Laura wasn’t dainty. Nor petite. No man before him had ever picked her up and, ridiculous or not, it was a gesture romantic enough to send her heartbeat into a wild gallop.
He knew where her bedroom was. God knew he’d been there often enough—before.
In the hallway, sunlight speared through the skylight overhead, laying out a golden path that would lead directly to her bed. As he stalked down the sun-dazzled oak floor, his steps echoed out around them and sounded to Laura’s fuzzed out brain, like the hands of a clock, sweeping toward inevitability. He carried her through the open door to her room and stopped dead.
“Useless,” he murmured on a laugh.
Laura followed his gaze and couldn’t stop her own laugh. Her fierce guard dog was in the middle of her bed, flat on his back, all four legs jutting into the air so that he looked like road kill.
“Easy to see why you want such a magnificent animal,” Ronan said softly, a smile curving his incredible mouth.
“He has his good points,” she argued in defense of Beast.
“None of which I’m interested in at the moment,” he told her, then spoke louder. “Beast, you lazy sod, off the bed!”
The dog opened his eyes and turned his head to look at them. A tail wag his only other response.

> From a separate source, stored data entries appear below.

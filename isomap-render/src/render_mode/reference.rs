use std::sync::Arc;

use anyhow::Result;
use glam::I64Vec2;
use image::{Rgba, RgbaImage};
use isomap_core::{CHUNK_HEIGHT, CHUNK_WIDTH, Chunk};

use super::{BiomeColors, ChunkRenderer, RenderModeOptions};

/// Width of a block's top face in pixels.
const FACE_WIDTH: i64 = 24;
/// Height of a block's top face in pixels.
const FACE_HEIGHT: i64 = 12;
/// Vertical distance between two block layers in pixels.
const LAYER_HEIGHT: i64 = 12;
/// Vertical offset of the chunk's highest block layer within the chunk image.
const TOP_OFFSET: i64 = (CHUNK_WIDTH as i64 - 1) * FACE_HEIGHT / 2;

/// Height of a chunk's image in pixels.
pub const CHUNK_IMAGE_HEIGHT: u32 = (CHUNK_HEIGHT as u32) * 12 + 192;

const GRASS: u8 = 2;
const LEAVES: u8 = 18;

/// Draws the topmost block of every column as a flat shaded isometric face.
pub struct ReferenceRenderer {
    options: RenderModeOptions,
    biome_colors: Option<Arc<BiomeColors>>,
}

impl ReferenceRenderer {
    /// Creates a renderer. Plants are only tinted if biome colors are given.
    #[must_use]
    pub fn new(options: RenderModeOptions, biome_colors: Option<Arc<BiomeColors>>) -> Self {
        Self {
            options,
            biome_colors,
        }
    }

    fn base_color(&self, block: u8) -> [u8; 3] {
        match (block, &self.biome_colors) {
            (GRASS, Some(colors)) if self.options.biome_tint => colors.grass(),
            (LEAVES, Some(colors)) if self.options.biome_tint => colors.foliage(),
            _ => block_color(block),
        }
    }

    fn shade(&self, chunk: &Chunk, x: usize, z: usize, height: usize) -> f32 {
        let brightness = self.options.brightness;
        if !self.options.lighting {
            return brightness.min(1.0);
        }
        let above = height + 1;
        let sky = f32::from(chunk.sky_light(x, z, above)) * brightness;
        let block = f32::from(chunk.block_light(x, z, above));
        let level = sky.max(block).min(15.0) / 15.0;
        0.25 + 0.75 * level
    }
}

/// Returns the color of the classic block types. Unknown blocks are drawn grey.
fn block_color(block: u8) -> [u8; 3] {
    match block {
        1 => [0x7d, 0x7d, 0x7d],
        GRASS => [0x76, 0xb3, 0x4c],
        3 => [0x86, 0x60, 0x43],
        4 => [0x7a, 0x7a, 0x7a],
        5 => [0x9d, 0x80, 0x4f],
        7 => [0x54, 0x54, 0x54],
        8 | 9 => [0x2f, 0x43, 0xf4],
        10 | 11 => [0xcf, 0x5c, 0x14],
        12 => [0xdb, 0xd3, 0xa0],
        13 => [0x88, 0x7e, 0x7e],
        17 => [0x66, 0x51, 0x33],
        LEAVES => [0x3c, 0xc0, 0x29],
        24 => [0xd8, 0xcb, 0x9b],
        35 => [0xdd, 0xdd, 0xdd],
        78 | 80 => [0xf0, 0xfb, 0xfb],
        79 => [0x7d, 0xad, 0xff],
        82 => [0x9e, 0xa4, 0xb0],
        87 => [0x6f, 0x36, 0x34],
        88 => [0x55, 0x40, 0x33],
        89 => [0xf9, 0xd4, 0x9c],
        _ => [0xa0, 0xa0, 0xa0],
    }
}

fn scaled(color: [u8; 3], factor: f32) -> Rgba<u8> {
    #[expect(
        clippy::cast_possible_truncation,
        clippy::cast_sign_loss,
        reason = "clamped to the range of u8"
    )]
    let channel = |value: u8| (f32::from(value) * factor).round().clamp(0.0, 255.0) as u8;
    Rgba([channel(color[0]), channel(color[1]), channel(color[2]), 0xff])
}

fn put(canvas: &mut RgbaImage, x: i64, y: i64, color: Rgba<u8>) {
    let (Ok(x), Ok(y)) = (u32::try_from(x), u32::try_from(y)) else {
        return;
    };
    if let Some(pixel) = canvas.get_pixel_mut_checked(x, y) {
        *pixel = color;
    }
}

/// Half the width of the top face at the given line.
fn face_half_width(line: i64) -> i64 {
    let distance = if line < FACE_HEIGHT / 2 {
        line
    } else {
        FACE_HEIGHT - 1 - line
    };
    2 * distance + 2
}

impl ChunkRenderer for ReferenceRenderer {
    fn render_chunk(&self, chunk: &Chunk, canvas: &mut RgbaImage, origin: I64Vec2) -> Result<()> {
        // back to front
        for x in (0..CHUNK_WIDTH).rev() {
            for z in 0..CHUNK_WIDTH {
                let Some((height, block)) = chunk.top_block(x, z) else {
                    continue;
                };
                let base = self.base_color(block);
                let shade = self.shade(chunk, x, z, height);
                let top = scaled(base, shade);
                let side = scaled(base, shade * 0.7);

                #[expect(clippy::cast_possible_wrap, reason = "chunk coordinates are tiny")]
                let (x_i, z_i, height_i) = (x as i64, z as i64, height as i64);
                let left = origin.x + FACE_HEIGHT * (x_i + z_i);
                let upper = origin.y
                    + TOP_OFFSET
                    + FACE_HEIGHT / 2 * (z_i - x_i)
                    + LAYER_HEIGHT * (CHUNK_HEIGHT as i64 - 1 - height_i);

                for line in FACE_HEIGHT / 2..FACE_HEIGHT / 2 + LAYER_HEIGHT {
                    for column in 0..FACE_WIDTH {
                        put(canvas, left + column, upper + line, side);
                    }
                }
                for line in 0..FACE_HEIGHT {
                    let half = face_half_width(line);
                    for column in FACE_WIDTH / 2 - half..FACE_WIDTH / 2 + half {
                        put(canvas, left + column, upper + line, top);
                    }
                }
            }
        }
        Ok(())
    }
}
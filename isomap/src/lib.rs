//! Meta-package re-exporting all libraries of isomap.

pub use isomap_core as core;
pub use isomap_render as render;
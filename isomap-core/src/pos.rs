//! Contains chunk, region and diagonal position primitives and conversions between them.

use std::fmt::{self, Display};

use glam::IVec2;

/// The position of a chunk, measured in chunk steps from the world's origin.
///
/// `x` runs along the world's X axis and `y` along the world's Z axis.
#[derive(Clone, Copy, Debug, PartialEq, Eq, Hash)]
pub struct ChunkPos(pub IVec2);

impl ChunkPos {
    /// Position of the chunk at the world's center
    pub const ZERO: Self = Self(IVec2::ZERO);

    /// Creates a chunk position from its two coordinates.
    #[must_use]
    pub const fn new(x: i32, y: i32) -> Self {
        Self(IVec2::new(x, y))
    }

    /// Returns the inner position vector.
    #[must_use]
    pub fn vec(self) -> IVec2 {
        self.0
    }

    /// Returns the position of the region which contains this chunk.
    #[must_use]
    pub const fn region(self) -> RegionPos {
        RegionPos::containing(self)
    }

    /// Returns the index of this chunk within its region.
    #[must_use]
    pub const fn local(self) -> LocalChunkPos {
        LocalChunkPos::for_chunk(self)
    }

    /// Converts this position into the diagonal tile-layout coordinates.
    #[must_use]
    pub fn diag(self) -> DiagPos {
        DiagPos::from(self)
    }
}

impl Display for ChunkPos {
    fn fmt(&self, formatter: &mut fmt::Formatter<'_>) -> fmt::Result {
        write!(formatter, "({}, {})", self.0.x, self.0.y)
    }
}

impl From<ChunkPos> for IVec2 {
    fn from(value: ChunkPos) -> Self {
        value.0
    }
}

/// The position of a region, measured in region steps from the world's origin.
#[derive(Clone, Copy, Debug, PartialEq, Eq, Hash)]
pub struct RegionPos(pub IVec2);

impl RegionPos {
    /// number of bit shifts to perform in order to convert between chunk and region coordinates.
    pub const SIZE_BITS: u32 = 5;
    /// Number of chunks per region in each dimension.
    pub const SIZE: i32 = 1 << Self::SIZE_BITS;
    /// Mask selecting the bits of a chunk coordinate that make up its position within the region.
    pub const SIZE_MASK: i32 = Self::SIZE - 1;
    /// Number of chunks a single region is able to hold.
    #[expect(clippy::cast_sign_loss, reason = "the region size is positive")]
    pub const CHUNK_COUNT: usize = (Self::SIZE * Self::SIZE) as usize;

    /// Creates a region position from its two coordinates.
    #[must_use]
    pub const fn new(x: i32, y: i32) -> Self {
        Self(IVec2::new(x, y))
    }

    /// Converts a chunk position into that of the containing region.
    ///
    /// The arithmetic shift rounds towards negative infinity, so this is `floor(coord / 32)`.
    #[must_use]
    pub const fn containing(chunk: ChunkPos) -> Self {
        Self(IVec2 {
            x: chunk.0.x >> Self::SIZE_BITS,
            y: chunk.0.y >> Self::SIZE_BITS,
        })
    }

    /// Returns the position of the chunk at the region's lowest corner.
    #[must_use]
    pub fn min_chunk(self) -> ChunkPos {
        ChunkPos(self.0 << Self::SIZE_BITS)
    }

    /// Returns the position of the chunk at the region's highest corner.
    #[must_use]
    pub fn max_chunk(self) -> ChunkPos {
        ChunkPos((self.0 << Self::SIZE_BITS) + IVec2::splat(Self::SIZE_MASK))
    }

    /// Returns the absolute position of a chunk within this region.
    #[must_use]
    pub fn chunk(self, local: LocalChunkPos) -> ChunkPos {
        ChunkPos(self.min_chunk().0 + local.vec())
    }

    /// Check whether the given chunk is located within this region.
    #[must_use]
    pub fn contains(self, chunk: ChunkPos) -> bool {
        Self::containing(chunk) == self
    }
}

impl Display for RegionPos {
    fn fmt(&self, formatter: &mut fmt::Formatter<'_>) -> fmt::Result {
        // double brackets indicate that a region is bigger than a single chunk
        write!(formatter, "[[{}, {}]]", self.0.x, self.0.y)
    }
}

/// The index of a chunk within its region.
///
/// The index follows the order of the region file's header tables: `x + y * 32`.
#[derive(Clone, Copy, Debug, PartialEq, Eq, Hash)]
pub struct LocalChunkPos(u16);

impl LocalChunkPos {
    /// Converts a given chunk position into its index within the containing region.
    #[must_use]
    pub const fn for_chunk(chunk: ChunkPos) -> Self {
        #[expect(
            clippy::cast_possible_truncation,
            clippy::cast_sign_loss,
            reason = "both coordinates are masked to five bits"
        )]
        let x = (chunk.0.x & RegionPos::SIZE_MASK) as u16;
        #[expect(
            clippy::cast_possible_truncation,
            clippy::cast_sign_loss,
            reason = "both coordinates are masked to five bits"
        )]
        let y = (chunk.0.y & RegionPos::SIZE_MASK) as u16;
        Self(x | (y << RegionPos::SIZE_BITS))
    }

    /// Creates a local position from coordinates within `0..32`.
    /// Returns `None` if any of them is out of range.
    #[must_use]
    pub fn new(x: u8, y: u8) -> Option<Self> {
        let limit = u8::try_from(RegionPos::SIZE).ok()?;
        (x < limit && y < limit)
            .then(|| Self(u16::from(x) | (u16::from(y) << RegionPos::SIZE_BITS)))
    }

    /// Returns the index into the region header tables.
    #[must_use]
    pub fn index(self) -> usize {
        usize::from(self.0)
    }

    /// Returns the position relative to the region's lowest corner.
    #[must_use]
    pub fn vec(self) -> IVec2 {
        let mask = u16::try_from(RegionPos::SIZE_MASK).unwrap_or(u16::MAX);
        IVec2::new(
            i32::from(self.0 & mask),
            i32::from(self.0 >> RegionPos::SIZE_BITS),
        )
    }
}

/// A chunk's coordinates in the 45° rotated layout used to place chunks onto tiles.
///
/// Columns grow to the right of the image and are the sum of both chunk coordinates, rows grow
/// downwards and are their difference. Only cells where column and row share their parity map
/// back to a chunk.
#[derive(Clone, Copy, Debug, PartialEq, Eq, Hash)]
pub struct DiagPos {
    /// `chunk.x + chunk.y`
    pub column: i64,
    /// `chunk.y - chunk.x`
    pub row: i64,
}

impl DiagPos {
    /// Creates a diagonal position from its column and row.
    #[must_use]
    pub const fn new(column: i64, row: i64) -> Self {
        Self { column, row }
    }

    /// Converts back into chunk coordinates.
    ///
    /// Returns `None` for cells between chunks (column and row of different parity) and for
    /// positions outside the 32-bit chunk coordinate range.
    #[must_use]
    pub fn chunk(self) -> Option<ChunkPos> {
        let Self { column, row } = self;
        if (column - row).rem_euclid(2) != 0 {
            return None;
        }
        let x = i32::try_from((column - row) / 2).ok()?;
        let y = i32::try_from((column + row) / 2).ok()?;
        Some(ChunkPos::new(x, y))
    }
}

impl From<ChunkPos> for DiagPos {
    fn from(value: ChunkPos) -> Self {
        let x = i64::from(value.0.x);
        let y = i64::from(value.0.y);
        Self {
            column: x + y,
            row: y - x,
        }
    }
}

impl Display for DiagPos {
    fn fmt(&self, formatter: &mut fmt::Formatter<'_>) -> fmt::Result {
        write!(formatter, "<col {}, row {}>", self.column, self.row)
    }
}

/// An inclusive rectangle in diagonal coordinates.
#[derive(Clone, Copy, Debug, PartialEq, Eq)]
pub struct DiagBounds {
    /// leftmost column
    pub min_column: i64,
    /// rightmost column
    pub max_column: i64,
    /// topmost row
    pub min_row: i64,
    /// bottommost row
    pub max_row: i64,
}

impl DiagBounds {
    /// Returns the bounds covering every chunk any of the given regions could hold.
    ///
    /// Returns `None` if there are no regions at all.
    pub fn for_regions(regions: impl IntoIterator<Item = RegionPos>) -> Option<Self> {
        let mut regions = regions.into_iter();
        let first = regions.next()?;
        let (min, max) = regions.fold((first.0, first.0), |(min, max), region| {
            (min.min(region.0), max.max(region.0))
        });

        let min_chunk = RegionPos(min).min_chunk().0;
        let max_chunk = RegionPos(max).max_chunk().0;
        let corners = [
            ChunkPos::new(min_chunk.x, min_chunk.y),
            ChunkPos::new(min_chunk.x, max_chunk.y),
            ChunkPos::new(max_chunk.x, min_chunk.y),
            ChunkPos::new(max_chunk.x, max_chunk.y),
        ];
        let mut bounds = Self::point(corners[0].diag());
        for corner in corners {
            bounds.include(corner.diag());
        }
        Some(bounds)
    }

    /// Creates bounds covering a single cell.
    #[must_use]
    pub const fn point(pos: DiagPos) -> Self {
        Self {
            min_column: pos.column,
            max_column: pos.column,
            min_row: pos.row,
            max_row: pos.row,
        }
    }

    /// Grows the bounds to include the given cell.
    pub fn include(&mut self, pos: DiagPos) {
        self.min_column = self.min_column.min(pos.column);
        self.max_column = self.max_column.max(pos.column);
        self.min_row = self.min_row.min(pos.row);
        self.max_row = self.max_row.max(pos.row);
    }

    /// Check whether the given cell lies within the bounds.
    #[must_use]
    pub fn contains(&self, pos: DiagPos) -> bool {
        (self.min_column..=self.max_column).contains(&pos.column)
            && (self.min_row..=self.max_row).contains(&pos.row)
    }

    /// Check whether these bounds lie completely within `other`.
    #[must_use]
    pub fn is_within(&self, other: &Self) -> bool {
        other.min_column <= self.min_column
            && self.max_column <= other.max_column
            && other.min_row <= self.min_row
            && self.max_row <= other.max_row
    }
}

impl Display for DiagBounds {
    fn fmt(&self, formatter: &mut fmt::Formatter<'_>) -> fmt::Result {
        write!(
            formatter,
            "columns {}..={}, rows {}..={}",
            self.min_column, self.max_column, self.min_row, self.max_row
        )
    }
}
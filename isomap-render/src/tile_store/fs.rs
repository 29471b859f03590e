use std::{
    fs, io,
    path::{Path, PathBuf},
    time::SystemTime,
};

use anyhow::{Context, Result};
use isomap_core::TilePath;
use log::{trace, warn};

use super::TileStore;
use crate::quadtree::ImageFormat;

const ROOT_TILE_NAME: &str = "base";
/// Parks a subtree while it is being relocated.
const STAGING_NAME: &str = ".relocating";

/// Stores tiles as image files in a directory tree.
///
/// The tile `[d0, d1, ..., dn]` is stored as `d0/d1/.../dn.<ext>`, the root tile as `base.<ext>`.
/// The subtree of a tile lives in the directory named like the tile's image without extension.
#[derive(Clone, Debug)]
pub struct FsTileStore {
    root: PathBuf,
}

impl FsTileStore {
    /// Creates a store rooted at the given directory. The directory is created on demand.
    #[must_use]
    pub fn new(root: impl Into<PathBuf>) -> Self {
        Self { root: root.into() }
    }

    #[must_use]
    pub fn root(&self) -> &Path {
        &self.root
    }

    /// Returns the image file of a tile.
    #[must_use]
    pub fn image_path(&self, tile: &TilePath, format: ImageFormat) -> PathBuf {
        let mut path = self.subtree_path(tile);
        if tile.is_root() {
            path.push(ROOT_TILE_NAME);
        }
        path.set_extension(format.extension());
        path
    }

    /// Returns the directory holding a tile's subtree.
    #[must_use]
    pub fn subtree_path(&self, tile: &TilePath) -> PathBuf {
        let mut path = self.root.clone();
        for digit in tile.digits() {
            path.push(digit.to_string());
        }
        path
    }

    fn staging_paths(&self, format: ImageFormat) -> (PathBuf, PathBuf) {
        let subtree = self.root.join(STAGING_NAME);
        let mut image = subtree.clone();
        image.set_extension(format.extension());
        (image, subtree)
    }

    /// Writes a file next to its destination first and renames it into place, so an interrupted
    /// write never leaves a truncated file behind.
    fn replace_file(path: &Path, content: &[u8]) -> Result<()> {
        let mut temp_path = path.as_os_str().to_owned();
        temp_path.push(".tmp");
        let temp_path = PathBuf::from(temp_path);

        let result = fs::write(&temp_path, content)
            .and_then(|()| fs::rename(&temp_path, path))
            .with_context(|| format!("writing {}", path.display()));
        if result.is_err() {
            if let Err(error) = fs::remove_file(&temp_path) {
                if error.kind() != io::ErrorKind::NotFound {
                    warn!("could not remove {}: {error}", temp_path.display());
                }
            }
        }
        result
    }

    /// Moves an image and a subtree to their new locations. Missing sources are skipped.
    fn move_pair(from: (&Path, &Path), to: (&Path, &Path)) -> Result<()> {
        for (source, target) in [(from.0, to.0), (from.1, to.1)] {
            if !source.exists() {
                continue;
            }
            if let Some(parent) = target.parent() {
                fs::create_dir_all(parent)
                    .with_context(|| format!("creating directory {}", parent.display()))?;
            }
            fs::rename(source, target).with_context(|| {
                format!("moving {} to {}", source.display(), target.display())
            })?;
        }
        Ok(())
    }
}

impl TileStore for FsTileStore {
    fn modified(&self, tile: &TilePath, format: ImageFormat) -> Result<Option<SystemTime>> {
        let path = self.image_path(tile, format);
        match fs::metadata(&path) {
            Ok(metadata) => Ok(Some(metadata.modified()?)),
            Err(error) if error.kind() == io::ErrorKind::NotFound => Ok(None),
            Err(error) => Err(error).with_context(|| format!("inspecting {}", path.display())),
        }
    }

    fn read(&self, tile: &TilePath, format: ImageFormat) -> Result<Vec<u8>> {
        let path = self.image_path(tile, format);
        fs::read(&path).with_context(|| format!("reading tile {}", path.display()))
    }

    fn write(&self, tile: &TilePath, format: ImageFormat, image: &[u8]) -> Result<()> {
        let path = self.image_path(tile, format);
        if let Some(parent) = path.parent() {
            fs::create_dir_all(parent)
                .with_context(|| format!("creating directory {}", parent.display()))?;
        }
        Self::replace_file(&path, image)
    }

    fn remove(&self, tile: &TilePath, format: ImageFormat) -> Result<bool> {
        let path = self.image_path(tile, format);
        match fs::remove_file(&path) {
            Ok(()) => {
                trace!("removed tile {}", path.display());
                Ok(true)
            }
            Err(error) if error.kind() == io::ErrorKind::NotFound => Ok(false),
            Err(error) => Err(error).with_context(|| format!("removing tile {}", path.display())),
        }
    }

    fn remove_subtree(&self, tile: &TilePath, format: ImageFormat) -> Result<()> {
        self.remove(tile, format)?;
        if tile.is_root() {
            // the root's subtree is the store itself; only drop the quadrants
            for child in tile.children() {
                self.remove_subtree(&child, format)?;
            }
            return Ok(());
        }
        let subtree = self.subtree_path(tile);
        match fs::remove_dir_all(&subtree) {
            Ok(()) => Ok(()),
            Err(error) if error.kind() == io::ErrorKind::NotFound => Ok(()),
            Err(error) => {
                Err(error).with_context(|| format!("removing directory {}", subtree.display()))
            }
        }
    }

    fn exists(&self, tile: &TilePath, format: ImageFormat) -> Result<bool> {
        Ok(self.image_path(tile, format).exists() || self.subtree_path(tile).is_dir())
    }

    fn relocate(&self, from: &TilePath, to: &TilePath, format: ImageFormat) -> Result<()> {
        if !self.exists(from, format)? {
            return Ok(());
        }
        let staging = self.staging_paths(format);
        if staging.0.exists() || staging.1.exists() {
            warn!("discarding leftovers of an interrupted relocation in {}", self.root.display());
            if staging.0.exists() {
                fs::remove_file(&staging.0)?;
            }
            if staging.1.exists() {
                fs::remove_dir_all(&staging.1)?;
            }
        }

        let source = (self.image_path(from, format), self.subtree_path(from));
        Self::move_pair((&source.0, &source.1), (&staging.0, &staging.1))?;
        self.remove_subtree(to, format)?;
        let target = (self.image_path(to, format), self.subtree_path(to));
        Self::move_pair((&staging.0, &staging.1), (&target.0, &target.1))?;
        trace!("relocated tile {from} to {to}");
        Ok(())
    }

    fn load_document(&self, name: &str) -> Result<Option<Vec<u8>>> {
        let path = self.root.join(name);
        match fs::read(&path) {
            Ok(content) => Ok(Some(content)),
            Err(error) if error.kind() == io::ErrorKind::NotFound => Ok(None),
            Err(error) => Err(error).with_context(|| format!("reading {}", path.display())),
        }
    }

    fn store_document(&self, name: &str, content: &[u8]) -> Result<()> {
        fs::create_dir_all(&self.root)
            .with_context(|| format!("creating directory {}", self.root.display()))?;
        Self::replace_file(&self.root.join(name), content)
    }

    fn local_path(&self, tile: &TilePath, format: ImageFormat) -> Option<PathBuf> {
        Some(self.image_path(tile, format))
    }
}

#[cfg(test)]
mod tests {

    use super::*;

    const PNG: ImageFormat = ImageFormat::Png;

    fn tile(digits: &[u8]) -> TilePath {
        TilePath::new(digits).unwrap()
    }

    #[test]
    fn naming() {
        let store = FsTileStore::new("/out");
        assert_eq!(Path::new("/out/base.png"), store.image_path(&TilePath::ROOT, PNG));
        assert_eq!(Path::new("/out/3.png"), store.image_path(&tile(&[3]), PNG));
        assert_eq!(
            Path::new("/out/0/2/1.jpg"),
            store.image_path(&tile(&[0, 2, 1]), ImageFormat::Jpg)
        );
        assert_eq!(Path::new("/out/0/2"), store.subtree_path(&tile(&[0, 2])));
    }

    #[test]
    fn write_read_remove() {
        let dir = tempfile::tempdir().unwrap();
        let store = FsTileStore::new(dir.path());
        let path = tile(&[1, 2]);
        assert_eq!(None, store.modified(&path, PNG).unwrap());

        store.write(&path, PNG, b"image").unwrap();
        assert!(store.modified(&path, PNG).unwrap().is_some());
        assert_eq!(None, store.modified(&path, ImageFormat::Jpg).unwrap());
        assert_eq!(b"image".to_vec(), store.read(&path, PNG).unwrap());
        assert!(store.exists(&tile(&[1]), PNG).unwrap());

        assert!(store.remove(&path, PNG).unwrap());
        assert!(!store.remove(&path, PNG).unwrap());
    }

    #[test]
    fn tiles_are_written_in_one_step() {
        let dir = tempfile::tempdir().unwrap();
        let store = FsTileStore::new(dir.path());
        let path = tile(&[0, 3]);
        store.write(&path, PNG, b"first").unwrap();
        store.write(&path, PNG, b"second").unwrap();
        assert_eq!(b"second".to_vec(), store.read(&path, PNG).unwrap());
        assert!(!dir.path().join("0/3.png.tmp").exists());

        // a non-empty directory in place of the image makes the final rename fail
        let blocked = tile(&[1]);
        fs::create_dir_all(dir.path().join("1.png/inner")).unwrap();
        assert!(store.write(&blocked, PNG, b"new").is_err());
        assert!(!dir.path().join("1.png.tmp").exists());
    }

    #[test]
    fn relocate_into_own_subtree() {
        let dir = tempfile::tempdir().unwrap();
        let store = FsTileStore::new(dir.path());
        store.write(&tile(&[1]), PNG, b"one").unwrap();
        store.write(&tile(&[1, 0]), PNG, b"one-zero").unwrap();

        store.relocate(&tile(&[1]), &tile(&[1, 2]), PNG).unwrap();
        assert_eq!(None, store.modified(&tile(&[1]), PNG).unwrap());
        assert_eq!(b"one".to_vec(), store.read(&tile(&[1, 2]), PNG).unwrap());
        assert_eq!(b"one-zero".to_vec(), store.read(&tile(&[1, 2, 0]), PNG).unwrap());
        assert!(!dir.path().join(STAGING_NAME).exists());
    }

    #[test]
    fn relocate_replaces_ancestor() {
        let dir = tempfile::tempdir().unwrap();
        let store = FsTileStore::new(dir.path());
        store.write(&tile(&[2]), PNG, b"old").unwrap();
        store.write(&tile(&[2, 0]), PNG, b"sibling").unwrap();
        store.write(&tile(&[2, 1]), PNG, b"kept").unwrap();
        store.write(&tile(&[2, 1, 3]), PNG, b"grandchild").unwrap();

        store.relocate(&tile(&[2, 1]), &tile(&[2]), PNG).unwrap();
        assert_eq!(b"kept".to_vec(), store.read(&tile(&[2]), PNG).unwrap());
        assert_eq!(b"grandchild".to_vec(), store.read(&tile(&[2, 3]), PNG).unwrap());
        assert!(!store.exists(&tile(&[2, 0]), PNG).unwrap());
    }

    #[test]
    fn documents_are_replaced() {
        let dir = tempfile::tempdir().unwrap();
        let store = FsTileStore::new(dir.path().join("out"));
        assert_eq!(None, store.load_document("meta.json").unwrap());
        store.store_document("meta.json", b"first").unwrap();
        store.store_document("meta.json", b"second").unwrap();
        assert_eq!(Some(b"second".to_vec()), store.load_document("meta.json").unwrap());
        assert!(!dir.path().join("out/meta.json.tmp").exists());
    }

    #[test]
    fn failed_document_write_keeps_old_version() {
        let dir = tempfile::tempdir().unwrap();
        let store = FsTileStore::new(dir.path());
        store.store_document("meta.json", b"first").unwrap();
        // a non-empty directory in place of the target makes the final rename fail
        fs::create_dir(dir.path().join("blocked.json")).unwrap();
        fs::write(dir.path().join("blocked.json/inner"), b"x").unwrap();

        assert!(store.store_document("blocked.json", b"new").is_err());
        assert!(!dir.path().join("blocked.json.tmp").exists());
        assert_eq!(Some(b"first".to_vec()), store.load_document("meta.json").unwrap());
    }
}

“He’s tired, poor baby,” Laura said, as her fingers slid through Ronan’s hair.
“Maybe so, but he’s in me way,” Ronan argued. “Go on now. Go sleep on the couch, you great lump of fur.”
With an all too human-sounding sigh, the dog rolled over, jumped off the bed and left the room, pausing only to give them both an offended glare.
Ronan stepped into the room, slammed the door behind them, then carried Laura to the bed and dropped her on the mattress. “Never thought to fight a dog for space in your bed.”
“No fight necessary,” she told him and lifted both arms in welcome.
Ronan was there, in her arms a heartbeat later, his big, warm body covering hers, his mouth on hers again, stoking the slow-burning embers inside into a conflagration big enough to char them both.
Then he rolled over, until she was lying on top of him, and once he had her there, he scooped his big hands beneath the hem of her sweater and tugged it up and over her head. She wore a T-shirt beneath and, in a moment, that was gone, too. Only her bra remained and Ronan’s magic fingers undid the front clasp and then pushed it off her arms to be tossed to the floor with the rest.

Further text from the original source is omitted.